_Try it_
From the entries that follow, gather each line holding the word "Copy".

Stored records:
______________________________

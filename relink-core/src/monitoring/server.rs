//! HTTP server for reconnect observability
//!
//! Exposes:
//! - `/metrics`: Prometheus text format (refreshed from the manager per scrape)
//! - `/status`: JSON status report, one entry per connection
//! - `/health`: liveness probe

use super::exporter::ReconnectMetricsExporter;
use crate::resilience::ReconnectManager;
use anyhow::{Context, Result};
use http_body_util::Full;
use hyper::body::Bytes;
use hyper::header::{HeaderValue, CONTENT_TYPE};
use hyper::server::conn::http1;
use hyper::service::service_fn;
use hyper::{Request, Response, StatusCode};
use hyper_util::rt::TokioIo;
use prometheus::{Encoder, Registry, TextEncoder};
use std::convert::Infallible;
use std::net::SocketAddr;
use std::sync::Arc;
use tokio::net::TcpListener;
use tracing::{debug, error, info, warn};

/// Configuration for the metrics HTTP server
#[derive(Debug, Clone)]
pub struct MetricsServerConfig {
    /// Address to bind to (e.g., "0.0.0.0:9090")
    pub listen_addr: SocketAddr,
    /// Path to serve metrics (default: "/metrics")
    pub metrics_path: String,
}

impl Default for MetricsServerConfig {
    fn default() -> Self {
        Self {
            listen_addr: SocketAddr::from(([127, 0, 0, 1], 9090)),
            metrics_path: "/metrics".to_string(),
        }
    }
}

/// What the server reads from on every request
pub struct MonitoringState {
    manager: Arc<ReconnectManager>,
    registry: Registry,
    exporter: ReconnectMetricsExporter,
}

impl MonitoringState {
    /// Build a fresh registry and exporter around `manager`
    pub fn new(manager: Arc<ReconnectManager>) -> Result<Self, prometheus::Error> {
        let registry = Registry::new();
        let exporter = ReconnectMetricsExporter::new(&registry)?;
        Ok(Self {
            manager,
            registry,
            exporter,
        })
    }

    pub fn manager(&self) -> &ReconnectManager {
        &self.manager
    }

    /// Refresh gauges and encode them in Prometheus text format
    pub fn render_metrics(&self) -> Result<String> {
        self.exporter.update(&self.manager);

        let encoder = TextEncoder::new();
        let metric_families = self.registry.gather();

        let mut buffer = Vec::new();
        encoder
            .encode(&metric_families, &mut buffer)
            .context("Failed to encode metrics")?;

        String::from_utf8(buffer).context("Invalid UTF-8 in metrics")
    }

    /// JSON status report plus global totals
    pub fn render_status(&self) -> Result<String> {
        let body = serde_json::json!({
            "global": self.manager.get_global_metrics(),
            "connections": self.manager.status_report(),
        });
        serde_json::to_string_pretty(&body).context("Failed to encode status report")
    }
}

/// HTTP server for metrics and status
pub struct MetricsServer {
    config: MetricsServerConfig,
    state: Arc<MonitoringState>,
}

impl MetricsServer {
    pub fn new(config: MetricsServerConfig, state: Arc<MonitoringState>) -> Self {
        Self { config, state }
    }

    /// Serve until the task is dropped
    ///
    /// Runs indefinitely; spawn it on its own tokio task.
    pub async fn serve(self) -> Result<()> {
        let listener = TcpListener::bind(&self.config.listen_addr)
            .await
            .context("Failed to bind metrics server")?;

        info!(
            "Metrics server listening on http://{}{}",
            self.config.listen_addr, self.config.metrics_path
        );

        loop {
            let (stream, remote_addr) = match listener.accept().await {
                Ok(conn) => conn,
                Err(e) => {
                    error!("Failed to accept connection: {}", e);
                    continue;
                }
            };

            let state = Arc::clone(&self.state);
            let metrics_path = self.config.metrics_path.clone();

            tokio::spawn(async move {
                let io = TokioIo::new(stream);

                let service = service_fn(move |req: Request<hyper::body::Incoming>| {
                    let state = Arc::clone(&state);
                    let metrics_path = metrics_path.clone();
                    async move { Ok::<_, Infallible>(handle_request(&req, &state, &metrics_path)) }
                });

                if let Err(err) = http1::Builder::new().serve_connection(io, service).await {
                    debug!("Connection error from {}: {}", remote_addr, err);
                }
            });
        }
    }
}

/// Route one request; never fails, errors become 500 responses
pub fn handle_request<B>(
    req: &Request<B>,
    state: &MonitoringState,
    metrics_path: &str,
) -> Response<Full<Bytes>> {
    let path = req.uri().path();
    debug!("Monitoring request: {} {}", req.method(), path);

    if path == "/health" || path == "/healthz" {
        return respond(StatusCode::OK, "text/plain", "OK".to_string());
    }

    if path == metrics_path {
        return match state.render_metrics() {
            Ok(text) => respond(StatusCode::OK, "text/plain; version=0.0.4", text),
            Err(e) => {
                error!("Failed to encode metrics: {:#}", e);
                respond(
                    StatusCode::INTERNAL_SERVER_ERROR,
                    "text/plain",
                    format!("Error: {}", e),
                )
            }
        };
    }

    if path == "/status" {
        return match state.render_status() {
            Ok(json) => respond(StatusCode::OK, "application/json", json),
            Err(e) => {
                error!("Failed to encode status: {:#}", e);
                respond(
                    StatusCode::INTERNAL_SERVER_ERROR,
                    "text/plain",
                    format!("Error: {}", e),
                )
            }
        };
    }

    if path == "/" {
        let help_text = format!(
            "relink reconnect monitor\n\nEndpoints:\n  {} - Prometheus metrics\n  /status - JSON status\n  /health - Health check\n",
            metrics_path
        );
        return respond(StatusCode::OK, "text/plain", help_text);
    }

    warn!("Unknown monitoring endpoint requested: {}", path);
    respond(StatusCode::NOT_FOUND, "text/plain", "Not Found".to_string())
}

fn respond(status: StatusCode, content_type: &'static str, body: String) -> Response<Full<Bytes>> {
    let mut response = Response::new(Full::new(Bytes::from(body)));
    *response.status_mut() = status;
    response
        .headers_mut()
        .insert(CONTENT_TYPE, HeaderValue::from_static(content_type));
    response
}
//! Named configuration profiles
//!
//! - Development: fast retries, short breaker cool-down
//! - Staging: library defaults
//! - Production: slow backoff, tolerant breaker

use super::types::ReconnectConfig;

/// Configuration profile name
#[derive(Debug, Clone, Copy, PartialEq, Eq)]
pub enum ProfileName {
    /// Local testing against flaky endpoints
    Development,
    /// Pre-production
    Staging,
    /// Live feeds
    Production,
}

impl ProfileName {
    pub fn as_str(&self) -> &'static str {
        match self {
            Self::Development => "development",
            Self::Staging => "staging",
            Self::Production => "production",
        }
    }

    pub fn from_str(s: &str) -> Option<Self> {
        match s.to_lowercase().as_str() {
            "dev" | "development" => Some(Self::Development),
            "staging" | "stage" => Some(Self::Staging),
            "prod" | "production" => Some(Self::Production),
            _ => None,
        }
    }
}

/// Profile lookup
pub struct ConfigProfile;

impl ConfigProfile {
    pub fn load(profile: ProfileName) -> ReconnectConfig {
        match profile {
            ProfileName::Development => ReconnectConfig::aggressive(),
            ProfileName::Staging => ReconnectConfig::default(),
            ProfileName::Production => ReconnectConfig::conservative(),
        }
    }
}
//! Reconnect Simulator
//!
//! Drives a ReconnectManager against synthetic flaky feeds:
//! - Each connection runs on its own tokio task
//! - Dials fail with `--failure-rate`, live feeds skip ids with `--gap-rate`
//! - Advisory backoff delays are honored, scaled by `--delay-scale`
//!
//! Optionally serves `/metrics`, `/status` and `/health` while running.

use anyhow::Result;
use clap::Parser;
use rand::rngs::StdRng;
use rand::{Rng, SeedableRng};
use relink_bins::common::{init_logging, load_config, print_stats, CommonArgs};
use relink_core::monitoring::{MetricsServer, MetricsServerConfig, MonitoringState};
use relink_core::prelude::*;
use std::net::SocketAddr;
use std::sync::Arc;
use std::time::Duration;
use tokio::task::JoinSet;

#[derive(Parser, Debug)]
#[command(author, version, about = "Simulate reconnect behaviour over flaky feeds")]
struct SimArgs {
    #[command(flatten)]
    common: CommonArgs,

    /// Number of simulated connections
    #[arg(long, default_value_t = 4)]
    connections: usize,

    /// Ticks per connection before stopping
    #[arg(long, default_value_t = 1_000)]
    ticks: u64,

    /// Probability that a dial fails, or that a live feed drops
    #[arg(long, default_value_t = 0.2)]
    failure_rate: f64,

    /// Probability that a live message skips ahead in sequence
    #[arg(long, default_value_t = 0.01)]
    gap_rate: f64,

    /// Wall time per tick (ms)
    #[arg(long, default_value_t = 5)]
    tick_ms: u64,

    /// Multiplier applied to advisory backoff delays
    #[arg(long, default_value_t = 0.01)]
    delay_scale: f64,

    /// Serve metrics and status on this address
    #[arg(long)]
    metrics_addr: Option<SocketAddr>,
}

#[tokio::main]
async fn main() -> Result<()> {
    let args = SimArgs::parse();
    init_logging(&args.common)?;

    let config = load_config(&args.common)?;
    config.validate()?;

    tracing::info!("=== Relink: Reconnect Simulator ===");
    tracing::info!(
        "{} connections, {} ticks, failure rate {:.2}, gap rate {:.3}",
        args.connections,
        args.ticks,
        args.failure_rate,
        args.gap_rate
    );

    let manager = Arc::new(ReconnectManager::new());

    if let Some(listen_addr) = args.metrics_addr {
        let state = Arc::new(MonitoringState::new(Arc::clone(&manager))?);
        let server = MetricsServer::new(
            MetricsServerConfig {
                listen_addr,
                ..Default::default()
            },
            state,
        );
        tokio::spawn(async move {
            if let Err(e) = server.serve().await {
                tracing::error!("Metrics server stopped: {:#}", e);
            }
        });
    }

    let feed = FeedProfile {
        ticks: args.ticks,
        failure_rate: args.failure_rate.clamp(0.0, 1.0),
        gap_rate: args.gap_rate.clamp(0.0, 1.0),
        tick: Duration::from_millis(args.tick_ms),
        delay_scale: args.delay_scale.max(0.0),
    };

    let mut tasks = JoinSet::new();
    for i in 0..args.connections {
        let strategy = manager.add_strategy(format!("sim-{}", i), config.clone());
        strategy.on_circuit_open(|name| tracing::warn!("Circuit opened for {}", name));
        tasks.spawn(run_connection(strategy, feed.clone()));
    }

    tokio::select! {
        _ = async { while tasks.join_next().await.is_some() {} } => {
            tracing::info!("All simulated connections finished");
        }
        signal = tokio::signal::ctrl_c() => {
            signal?;
            tracing::info!("Received Ctrl-C, stopping simulation");
        }
    }

    print_stats(&manager.get_global_metrics());
    Ok(())
}

#[derive(Debug, Clone)]
struct FeedProfile {
    ticks: u64,
    failure_rate: f64,
    gap_rate: f64,
    tick: Duration,
    delay_scale: f64,
}

/// One synthetic transport consulting its strategy every tick
async fn run_connection(strategy: Arc<ReconnectStrategy>, feed: FeedProfile) {
    let mut rng = StdRng::from_entropy();
    let mut sequence: i64 = 0;
    let mut reason = ReconnectReason::Initial;

    for _ in 0..feed.ticks {
        if strategy.is_connected() {
            sequence += 1;
            if rng.gen_bool(feed.gap_rate) {
                sequence += rng.gen_range(1..20);
            }
            if strategy.validate_sequence_id(sequence).is_gap() && !strategy.is_connected() {
                reason = ReconnectReason::SequenceGap;
            } else if !strategy.check_heartbeat() {
                strategy.record_disconnection(ReconnectReason::HeartbeatMissed);
                reason = ReconnectReason::HeartbeatMissed;
            } else if rng.gen_bool(feed.failure_rate / 10.0) {
                strategy.record_disconnection(ReconnectReason::Disconnect);
                reason = ReconnectReason::Disconnect;
            } else {
                strategy.update_heartbeat();
            }
        } else if strategy.should_reconnect() {
            let attempt = strategy.record_connection_attempt(reason);
            let wait = Duration::from_secs_f64(attempt.delay_ms as f64 * feed.delay_scale / 1_000.0);
            tokio::time::sleep(wait).await;

            if rng.gen_bool(feed.failure_rate) {
                strategy.record_connection_failure("simulated dial failure");
                reason = ReconnectReason::Error;
            } else {
                strategy.record_connection_success();
            }
        } else if episode_exhausted(&strategy) {
            tracing::warn!(
                "{} exhausted its retry budget, giving up",
                strategy.name()
            );
            return;
        }

        tokio::time::sleep(feed.tick).await;
    }
}

/// The current episode has used every attempt the policy allows
fn episode_exhausted(strategy: &ReconnectStrategy) -> bool {
    strategy.reconnect_attempts().len() >= strategy.config().max_retries as usize
}
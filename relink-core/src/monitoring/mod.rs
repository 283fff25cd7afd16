//! Monitoring and observability module
//!
//! Publishes reconnect snapshots as Prometheus metrics and serves them,
//! together with a JSON status report, over HTTP.

pub mod exporter;
pub mod server;

pub use exporter::ReconnectMetricsExporter;
pub use server::{handle_request, MetricsServer, MetricsServerConfig, MonitoringState};
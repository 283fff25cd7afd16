//! Circuit breaker guarding reconnect attempts
//!
//! Trips after repeated connection failures so a dead endpoint is not
//! hammered, then lets a single probe through once the cool-down expires.
//! Implements the three-state circuit breaker:
//! Closed (normal) → Open (tripped) → HalfOpen (probing) → Closed | Open
//!
//! The breaker is owned by exactly one strategy and mutated under that
//! strategy's lock, so it holds plain fields rather than atomics.

use crate::core::clock::SharedClock;
use serde::{Deserialize, Serialize};
use std::time::Duration;
use tracing::{debug, info, warn};

/// Circuit breaker states
#[derive(Debug, Clone, Copy, PartialEq, Eq, Hash, Serialize, Deserialize)]
#[serde(rename_all = "snake_case")]
pub enum CircuitState {
    /// Normal operation, attempts pass through
    Closed,
    /// Tripped, attempts are blocked
    Open,
    /// Cool-down elapsed, one probe is allowed
    HalfOpen,
}

impl CircuitState {
    pub fn as_str(&self) -> &'static str {
        match self {
            Self::Closed => "closed",
            Self::Open => "open",
            Self::HalfOpen => "half_open",
        }
    }
}

/// Point-in-time breaker view
#[derive(Debug, Clone, Copy, PartialEq, Eq, Serialize, Deserialize)]
pub struct CircuitBreakerSnapshot {
    pub state: CircuitState,
    pub failure_count: u32,
    pub threshold: u32,
}

/// Failure-counting breaker with a time-based reopen probe
#[derive(Debug, Clone)]
pub struct CircuitBreaker {
    threshold: u32,
    timeout: Duration,
    state: CircuitState,
    failure_count: u32,
    /// Clock reading of the most recent failure
    last_failure_at: Option<Duration>,
    clock: SharedClock,
}

impl CircuitBreaker {
    /// Create a closed breaker
    ///
    /// `threshold` consecutive failures open it; after `timeout` the next
    /// [`can_attempt`](Self::can_attempt) moves it to half-open.
    pub fn new(threshold: u32, timeout: Duration, clock: SharedClock) -> Self {
        debug!(threshold, timeout_ms = timeout.as_millis() as u64, "Creating circuit breaker");
        Self {
            threshold,
            timeout,
            state: CircuitState::Closed,
            failure_count: 0,
            last_failure_at: None,
            clock,
        }
    }

    /// Check whether an attempt may proceed
    ///
    /// Open transitions to HalfOpen here once the cool-down has elapsed.
    pub fn can_attempt(&mut self) -> bool {
        match self.state {
            CircuitState::Closed => true,
            CircuitState::Open => {
                if self.cooldown_elapsed() {
                    self.transition_to_half_open();
                    true
                } else {
                    false
                }
            }
            CircuitState::HalfOpen => true,
        }
    }

    fn cooldown_elapsed(&self) -> bool {
        match self.last_failure_at {
            Some(at) => self.clock.now().saturating_sub(at) >= self.timeout,
            None => true,
        }
    }

    /// Record a successful connection; always closes the breaker
    pub fn record_success(&mut self) {
        if self.state != CircuitState::Closed {
            info!(
                previous = self.state.as_str(),
                "Circuit breaker transitioning to CLOSED"
            );
        }
        self.failure_count = 0;
        self.state = CircuitState::Closed;
    }

    /// Record a failed connection
    pub fn record_failure(&mut self) {
        self.failure_count = self.failure_count.saturating_add(1);
        self.last_failure_at = Some(self.clock.now());

        if self.failure_count >= self.threshold && self.state != CircuitState::Open {
            warn!(
                failures = self.failure_count,
                threshold = self.threshold,
                "Circuit breaker TRIPPED - transitioning to OPEN"
            );
            self.state = CircuitState::Open;
        }
    }

    fn transition_to_half_open(&mut self) {
        debug!("Circuit breaker transitioning to HALF-OPEN (probing)");
        self.state = CircuitState::HalfOpen;
    }

    pub fn state(&self) -> CircuitState {
        self.state
    }

    pub fn is_open(&self) -> bool {
        self.state == CircuitState::Open
    }

    pub fn failure_count(&self) -> u32 {
        self.failure_count
    }

    pub fn threshold(&self) -> u32 {
        self.threshold
    }

    pub fn snapshot(&self) -> CircuitBreakerSnapshot {
        CircuitBreakerSnapshot {
            state: self.state,
            failure_count: self.failure_count,
            threshold: self.threshold,
        }
    }

    /// Time left before a probe is allowed, `None` unless Open
    pub fn remaining_cooldown(&self) -> Option<Duration> {
        if self.state != CircuitState::Open {
            return None;
        }
        let elapsed = self
            .last_failure_at
            .map(|at| self.clock.now().saturating_sub(at))
            .unwrap_or(self.timeout);
        Some(self.timeout.saturating_sub(elapsed))
    }
}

______________________________

_Solution to the exercise_
#[derive(Debug, Clone, Copy, PartialEq, Eq)]
#[derive(Debug, Clone, Copy, PartialEq, Eq, Hash, Serialize, Deserialize)]
#[derive(Debug, Clone, Copy, PartialEq, Eq, Serialize, Deserialize)]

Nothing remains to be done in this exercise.